To the sensei, this is not a solution, but a countermeasure to the problem of overburdening the operators with hours-long work content – far too much to hold comfortably in one’s mind without making any mistakes and rework. By breaking up the work content, operators will be able to focus on smaller chunks and better highlight the difficulties, thus leading to new problems and new discoveries about how to assemble on time without defects.
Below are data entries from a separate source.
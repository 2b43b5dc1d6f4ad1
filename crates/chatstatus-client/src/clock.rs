//! Time sources for the presence engine.
//!
//! Presence logic never reads the system clock directly; it asks a
//! [`Clock`]. Production code uses [`SystemClock`], tests drive a manual
//! clock so timer behavior is deterministic.

use std::time::Instant;

/// Monotonic time plus wall-clock unix seconds.
///
/// Implementations must never return a decreasing `now()`.
pub trait Clock: Clone + Send + Sync + 'static {
    /// Current monotonic time, used for timers and throttles.
    fn now(&self) -> Instant;

    /// Current unix timestamp in whole seconds, used on the wire.
    fn unix_time(&self) -> i64;
}

/// The real system clock.
#[derive(Debug, Clone, Copy, Default)]
pub struct SystemClock;

impl Clock for SystemClock {
    fn now(&self) -> Instant {
        Instant::now()
    }

    fn unix_time(&self) -> i64 {
        chrono::Utc::now().timestamp()
    }
}

#[cfg(test)]
pub(crate) use manual::ManualClock;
To the management team, this posed a concrete problem that could lead to a diagnosis, a better understanding of the fundamental concept of one-piece flow and attempts to do so would yield further knowledge about how to transfer continuous work to all other operations.
Cookie Cutter Solutions
Although focusing on problems might sound needlessly dour and somewhat boorish, the aim is not to make the problems magically go away by finding solutions (a hateful thing management says: If you’re not part of the solution, you’re part of the problem), but acknowledging we face problems all the time and harnessing them to teach in order to develop everyone’s autonomy to better deal with their own work.
Solutions imply that generic issues have a cookie-cutter solution that can be applied across varied situations. This is simply not true (or rarely true). Finding countermeasures to typical problems tackles the transfer problem of learning to face a generic problem in a variety of situations to both better grasp the deeper principles (which will later facilitate problem solving in similar cases) as well as the differences between one case and the next to be more autonomous in real life. Teaching – and learning – is not simply about applying knowledge to one case, but transferring knowledge across cases!